Stretching my Kindle
I have spent the last couple of days looking over a book manuscript, checking it for internal inconsistencies, and inconsistencies with previous books in the series.
Kindle wouldn't load the rtf file of the manuscript :-( but the free e-mail conversion was fast and easy :-)
Checking for internal inconsistencies was way easier than it would have been with a paper book. I read it once through from beginning to end, just as I would have done in paper, and then went through it a second time, more carefully. When a character, or the narrative text, made a claim (person A was killed in such and such battle, for example) I did a text search and quickly verified the claim, or saw that it was false, and if it was false I could find out what character first made the claim. When I found an inconsistency I made a marginal note. It got to where I was actually more reluctant to look things up in the previous books (all paper, so I had to page through, looking for particular scenes so I could verify who said what to whom) than in the manuscript I was working with on the Kindle.

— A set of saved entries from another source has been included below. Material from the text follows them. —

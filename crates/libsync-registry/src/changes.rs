//! Run-scoped change accumulator.
//!
//! Page generation later in the pipeline reads which library pages need to
//! be built or dropped. Every reconciliation pass appends to the same
//! tracker; nothing here removes or rewrites an entry.

use serde::{Deserialize, Serialize};

use crate::reconcile::ChangeEntry;

/// Page-level change buckets.
#[derive(Debug, Clone, Default, PartialEq, Eq, Serialize, Deserialize)]
pub struct PageChanges {
    pub added: Vec<ChangeEntry>,
    pub modified: Vec<ChangeEntry>,
    pub removed: Vec<ChangeEntry>,
}

impl PageChanges {
    pub fn is_empty(&self) -> bool {
        self.added.is_empty() && self.modified.is_empty() && self.removed.is_empty()
    }

    pub fn total(&self) -> usize {
        self.added.len() + self.modified.len() + self.removed.len()
    }
}

/// Accumulates changes for a single pipeline run.
#[derive(Debug, Clone, Default, PartialEq, Eq, Serialize, Deserialize)]
pub struct ChangeTracker {
    pages: PageChanges,
}

impl ChangeTracker {
    pub fn new() -> Self {
        Self::default()
    }

    /// Accumulated page changes.
    pub fn pages(&self) -> &PageChanges {
        &self.pages
    }

    pub fn add_added(&mut self, entries: impl IntoIterator<Item = ChangeEntry>) {
        self.pages.added.extend(entries);
    }

    pub fn add_modified(&mut self, entries: impl IntoIterator<Item = ChangeEntry>) {
        self.pages.modified.extend(entries);
    }

    pub fn add_removed(&mut self, entries: impl IntoIterator<Item = ChangeEntry>) {
        self.pages.removed.extend(entries);
    }

    pub fn is_empty(&self) -> bool {
        self.pages.is_empty()
    }

    /// Serialize as pretty-printed JSON for downstream steps.
    pub fn to_json_pretty(&self) -> serde_json::Result<String> {
        serde_json::to_string_pretty(self)
    }
}
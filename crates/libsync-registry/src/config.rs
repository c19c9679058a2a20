//! Sync task configuration.
//!
//! The raw form mirrors what a user writes; `validate` turns it into a
//! `ValidatedConfig` with defaults applied, or fails before any I/O happens.

use serde::{Deserialize, Serialize};

use crate::error::{RegistryError, Result};

/// Default remote store host.
pub const DEFAULT_HOST: &str = "127.0.0.1";

/// Default remote store port.
pub const DEFAULT_PORT: u16 = 80;

/// Remote store options as written in configuration.
#[derive(Debug, Clone, Default, PartialEq, Eq, Serialize, Deserialize)]
pub struct RemoteStoreOptions {
    /// Storage namespace (required).
    #[serde(default)]
    pub namespace: Option<String>,
    /// Storage host.
    #[serde(default)]
    pub host: Option<String>,
    /// Storage port.
    #[serde(default)]
    pub port: Option<u16>,
}

/// Raw sync task configuration.
#[derive(Debug, Clone, Default, PartialEq, Eq, Serialize, Deserialize)]
pub struct SyncConfig {
    /// Base URL of the library pages; selects the cache segment.
    #[serde(default)]
    pub base_url: Option<String>,
    /// Remote store connection options.
    #[serde(default)]
    pub remote_store: Option<RemoteStoreOptions>,
}

/// Remote store connection with defaults applied.
#[derive(Debug, Clone, PartialEq, Eq)]
pub struct RemoteStoreConfig {
    pub namespace: String,
    pub host: String,
    pub port: u16,
}

/// Configuration that passed validation.
#[derive(Debug, Clone, PartialEq, Eq)]
pub struct ValidatedConfig {
    pub base_url: Option<String>,
    pub remote_store: RemoteStoreConfig,
}

impl SyncConfig {
    /// Check required options and fill in defaults.
    pub fn validate(&self) -> Result<ValidatedConfig> {
        let options = self.remote_store.as_ref().ok_or_else(|| RegistryError::Config {
            detail: "remote store options were not set in task configuration".to_string(),
        })?;

        let namespace = options
            .namespace
            .as_deref()
            .filter(|ns| !ns.is_empty())
            .ok_or_else(|| RegistryError::Config {
                detail: "remote store \"namespace\" property was not set in task configuration"
                    .to_string(),
            })?;

        Ok(ValidatedConfig {
            base_url: self.base_url.clone(),
            remote_store: RemoteStoreConfig {
                namespace: namespace.to_string(),
                host: options
                    .host
                    .clone()
                    .unwrap_or_else(|| DEFAULT_HOST.to_string()),
                port: options.port.unwrap_or(DEFAULT_PORT),
            },
        })
    }
}
//! libsync CLI — keeps the local library cache in line with the remote store.

mod commands;
mod manifest;

use std::path::{Path, PathBuf};
use std::process;

use clap::{Parser, Subcommand};
use tracing_subscriber::EnvFilter;

use manifest::LibsyncManifest;

#[derive(Parser)]
#[command(name = "libsync", version, about = "Library registry synchronization")]
struct Cli {
    /// Path to libsync.toml (default: search upward from the current directory)
    #[arg(long, global = true)]
    config: Option<PathBuf>,
    /// Increase log verbosity (-v info, -vv debug)
    #[arg(short, long, action = clap::ArgAction::Count, global = true)]
    verbose: u8,
    #[command(subcommand)]
    command: Commands,
}

#[derive(Subcommand)]
enum Commands {
    /// Synchronize the local cache with the remote store
    Sync {
        /// Read from a local mirror directory instead of the remote store
        #[arg(long)]
        mirror: Option<PathBuf>,
        /// Write the accumulated changes as JSON to this file
        #[arg(long)]
        changes_out: Option<PathBuf>,
    },
    /// Compare two registry files
    Diff {
        /// Previous registry (missing file counts as empty)
        local: PathBuf,
        /// Current registry
        remote: PathBuf,
        /// Print the change set as JSON
        #[arg(long)]
        json: bool,
    },
    /// Show resolved cache paths
    Paths {
        /// Library name
        #[arg(long)]
        lib: Option<String>,
        /// Library version
        #[arg(long)]
        version: Option<String>,
    },
}

fn main() {
    let cli = Cli::parse();
    init_logging(cli.verbose);

    let result = run(cli);
    if let Err(e) = result {
        eprintln!("error: {e:#}");
        process::exit(1);
    }
}

/// `RUST_LOG` wins over `-v`.
fn init_logging(verbose: u8) {
    let default_level = match verbose {
        0 => "warn",
        1 => "info",
        _ => "debug",
    };
    let filter =
        EnvFilter::try_from_default_env().unwrap_or_else(|_| EnvFilter::new(default_level));
    tracing_subscriber::fmt()
        .with_env_filter(filter)
        .with_writer(std::io::stderr)
        .init();
}

fn run(cli: Cli) -> anyhow::Result<()> {
    let cwd = std::env::current_dir()?;

    match cli.command {
        Commands::Sync {
            mirror,
            changes_out,
        } => {
            let (manifest, project_dir) = load_manifest_required(&cwd, cli.config.as_deref())?;
            commands::sync::run(
                &project_dir,
                &manifest,
                mirror.as_deref(),
                changes_out.as_deref(),
            )
        }

        Commands::Diff {
            local,
            remote,
            json,
        } => commands::diff::run(&local, &remote, json),

        Commands::Paths { lib, version } => {
            let (manifest, project_dir) = load_manifest_optional(&cwd, cli.config.as_deref())?;
            commands::paths::run(
                &project_dir,
                &manifest.unwrap_or_default(),
                lib.as_deref(),
                version.as_deref(),
            )
        }
    }
}

/// Load the manifest, returning an error if not found.
fn load_manifest_required(
    cwd: &Path,
    explicit: Option<&Path>,
) -> anyhow::Result<(LibsyncManifest, PathBuf)> {
    match load_manifest_optional(cwd, explicit)? {
        (Some(manifest), dir) => Ok((manifest, dir)),
        (None, _) => anyhow::bail!("no libsync.toml found (pass --config <file>)"),
    }
}

/// Load the manifest from `--config` or by searching upward from `cwd`.
///
/// The returned directory is the one relative paths resolve against: the
/// manifest's directory when found, else `cwd`.
fn load_manifest_optional(
    cwd: &Path,
    explicit: Option<&Path>,
) -> anyhow::Result<(Option<LibsyncManifest>, PathBuf)> {
    if let Some(path) = explicit {
        let manifest = LibsyncManifest::load(path)?;
        let dir = match path.parent() {
            Some(parent) if !parent.as_os_str().is_empty() => parent.to_path_buf(),
            _ => cwd.to_path_buf(),
        };
        return Ok((Some(manifest), dir));
    }

    match LibsyncManifest::find_and_load(cwd)? {
        Some((manifest, dir)) => Ok((Some(manifest), dir)),
        None => Ok((None, cwd.to_path_buf())),
    }
}

#[cfg(test)]
mod tests {
    use super::*;

    #[test]
    fn cli_parses_sync() {
        let cli = Cli::try_parse_from([
            "libsync",
            "sync",
            "--mirror",
            "/tmp/mirror",
            "--changes-out",
            "changes.json",
            "-v",
        ])
        .unwrap();
        assert_eq!(cli.verbose, 1);
        match cli.command {
            Commands::Sync {
                mirror,
                changes_out,
            } => {
                assert_eq!(mirror, Some(PathBuf::from("/tmp/mirror")));
                assert_eq!(changes_out, Some(PathBuf::from("changes.json")));
            }
            _ => panic!("expected sync command"),
        }
    }

    #[test]
    fn cli_parses_diff() {
        let cli = Cli::try_parse_from(["libsync", "diff", "a.json", "b.json", "--json"]).unwrap();
        assert!(matches!(cli.command, Commands::Diff { json: true, .. }));
    }

    #[test]
    fn explicit_config_sets_project_dir() {
        let dir = tempfile::tempdir().unwrap();
        let path = dir.path().join("site.toml");
        std::fs::write(&path, "[remote_store]\nnamespace = \"mysite\"\n").unwrap();

        let (manifest, project_dir) =
            load_manifest_required(Path::new("/elsewhere"), Some(&path)).unwrap();
        assert_eq!(project_dir, dir.path());
        assert!(manifest.remote_store.is_some());
    }

    #[test]
    fn explicit_config_must_exist() {
        let dir = tempfile::tempdir().unwrap();
        let missing = dir.path().join("missing.toml");
        assert!(load_manifest_optional(dir.path(), Some(&missing)).is_err());
    }
}
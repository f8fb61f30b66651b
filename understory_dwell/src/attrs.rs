// Copyright 2025 the Understory Authors
// SPDX-License-Identifier: Apache-2.0 OR MIT

//! An ordered key/value attribute bag for children that have no richer payload type.
//!
//! Any `'static` type can serve as a child's payload; [`Attributes`] is a
//! ready-made one for hosts whose elements are described by loose properties.
//! Keys keep their insertion order, and re-inserting a key replaces its value in
//! place.
//!
//! ```
//! use understory_dwell::attrs::{AttrValue, Attributes};
//!
//! let attrs = Attributes::new().with("id", "save").with("row", 3);
//! assert_eq!(attrs.get("id"), Some(&AttrValue::from("save")));
//! // Values in insertion order, as a flat positional list.
//! let values: Vec<_> = attrs.values().cloned().collect();
//! assert_eq!(values, [AttrValue::from("save"), AttrValue::Int(3)]);
//! ```

use alloc::string::String;
use alloc::vec::Vec;

/// A single attribute value.
#[derive(Clone, Debug, PartialEq)]
pub enum AttrValue {
    /// Boolean flag.
    Bool(bool),
    /// Signed integer.
    Int(i64),
    /// Floating point number.
    Float(f64),
    /// Text.
    Str(String),
}

impl From<bool> for AttrValue {
    fn from(v: bool) -> Self {
        Self::Bool(v)
    }
}

impl From<i32> for AttrValue {
    fn from(v: i32) -> Self {
        Self::Int(v.into())
    }
}

impl From<i64> for AttrValue {
    fn from(v: i64) -> Self {
        Self::Int(v)
    }
}

impl From<f64> for AttrValue {
    fn from(v: f64) -> Self {
        Self::Float(v)
    }
}

impl From<&str> for AttrValue {
    fn from(v: &str) -> Self {
        Self::Str(v.into())
    }
}

impl From<String> for AttrValue {
    fn from(v: String) -> Self {
        Self::Str(v)
    }
}

/// Ordered attribute bag.
///
/// Equality compares keys and values in order.
#[derive(Clone, Debug, Default, PartialEq)]
pub struct Attributes {
    entries: Vec<(String, AttrValue)>,
}

impl Attributes {
    /// Create an empty bag.
    pub fn new() -> Self {
        Self::default()
    }

    /// Builder form of [`insert`](Self::insert).
    pub fn with(mut self, key: impl Into<String>, value: impl Into<AttrValue>) -> Self {
        self.insert(key, value);
        self
    }

    /// Set `key` to `value`, returning the previous value.
    ///
    /// A new key goes to the end; an existing key keeps its position.
    pub fn insert(&mut self, key: impl Into<String>, value: impl Into<AttrValue>) -> Option<AttrValue> {
        let key = key.into();
        let value = value.into();
        match self.entries.iter_mut().find(|(k, _)| *k == key) {
            Some((_, slot)) => Some(core::mem::replace(slot, value)),
            None => {
                self.entries.push((key, value));
                None
            }
        }
    }

    /// Look up a value by key.
    pub fn get(&self, key: &str) -> Option<&AttrValue> {
        self.entries
            .iter()
            .find(|(k, _)| k == key)
            .map(|(_, v)| v)
    }

    /// Number of attributes.
    pub fn len(&self) -> usize {
        self.entries.len()
    }

    /// Whether the bag holds no attributes.
    pub fn is_empty(&self) -> bool {
        self.entries.is_empty()
    }

    /// Key/value pairs in insertion order.
    pub fn iter(&self) -> impl Iterator<Item = (&str, &AttrValue)> + '_ {
        self.entries.iter().map(|(k, v)| (k.as_str(), v))
    }

    /// Keys in insertion order.
    pub fn keys(&self) -> impl Iterator<Item = &str> + '_ {
        self.entries.iter().map(|(k, _)| k.as_str())
    }

    /// Values in insertion order.
    pub fn values(&self) -> impl Iterator<Item = &AttrValue> + '_ {
        self.entries.iter().map(|(_, v)| v)
    }
}

impl<K: Into<String>, V: Into<AttrValue>> FromIterator<(K, V)> for Attributes {
    fn from_iter<I: IntoIterator<Item = (K, V)>>(iter: I) -> Self {
        let mut attrs = Self::new();
        for (k, v) in iter {
            attrs.insert(k, v);
        }
        attrs
    }
}
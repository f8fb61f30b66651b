// Copyright 2025 the Understory Authors
// SPDX-License-Identifier: Apache-2.0 OR MIT

//! Dwell basics.
//!
//! Loads a tracker configuration from JSON, wraps two children, and walks
//! through a dwell, a transient hover, and a hover that moves between children.
//!
//! Run:
//! - `cargo run -p understory_demos --example dwell_basics`

use std::cell::RefCell;
use std::rc::Rc;
use std::time::Duration;

use understory_dwell::attrs::Attributes;
use understory_dwell::child::Child;
use understory_dwell::config::DwellConfig;
use understory_dwell::pointer::PointerEvent;
use understory_dwell::timer::ManualScheduler;
use understory_dwell::tracker::DwellTracker;

fn main() {
    let config: DwellConfig =
        serde_json::from_str(r#"{ "dwellingTime": 500 }"#).expect("valid config");
    println!("== Config ==\n  {:?}", config);

    let timers = Rc::new(ManualScheduler::new());
    let dwelled: Rc<RefCell<Vec<Attributes>>> = Rc::new(RefCell::new(Vec::new()));
    let sink = dwelled.clone();
    let mut tracker: DwellTracker<ManualScheduler> =
        DwellTracker::with_config(timers.clone(), config).on_dwell(
            move |_: &PointerEvent, attrs: &Attributes| {
                sink.borrow_mut().push(attrs.clone());
            },
        );

    let children = vec![
        Child::new(Attributes::new().with("aKey", "childOne"))
            .with_pointer_enter(|_: &PointerEvent| println!("  (childOne's own hover handler)")),
        Child::new(Attributes::new().with("aKey", "childTwo")),
    ];
    let wrapped = tracker.wrap(&children);
    let ev = PointerEvent::default();

    // Rest on child one for the full dwelling time.
    println!("== Dwell on childOne ==");
    wrapped[0].pointer_enter(&ev);
    timers.advance(Duration::from_millis(500));
    wrapped[0].pointer_leave(&ev);
    println!("  dwelled: {:?}", dwelled.borrow());
    assert_eq!(dwelled.borrow().len(), 1);

    // Leave after half the dwelling time.
    println!("== Transient hover on childTwo ==");
    wrapped[1].pointer_enter(&ev);
    timers.advance(Duration::from_millis(250));
    wrapped[1].pointer_leave(&ev);
    timers.advance(Duration::from_secs(1));
    println!("  dwelled: {} total", dwelled.borrow().len());
    assert_eq!(dwelled.borrow().len(), 1);

    // Brush past child one, settle on child two.
    println!("== Brush past childOne, settle on childTwo ==");
    wrapped[0].pointer_enter(&ev);
    wrapped[0].pointer_leave(&ev);
    wrapped[1].pointer_enter(&ev);
    timers.advance(Duration::from_millis(500));
    let last = dwelled.borrow().last().cloned();
    println!("  last dwell: {:?}", last);
    assert_eq!(last, Some(Attributes::new().with("aKey", "childTwo")));
    assert_eq!(dwelled.borrow().len(), 2);
}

When I was done, the "My Notes and Marks" option for the manuscript showed me all the inconsistencies I'd noted. When I realized it would be good to organize them by chapter, I did a search on "Chapter" and went through highlighting the chapter titles. "My Notes and Marks" then included all the chapter titles I'd highlighted plus all the marginal notes I'd made, in the order they appeared in the manuscript.
Then I just wrote them up, chapter by chapter, to send to the author.
I don't know of anything other than a Kindle that would have let me do this. I think the Kindle could be a really useful tool for textual research.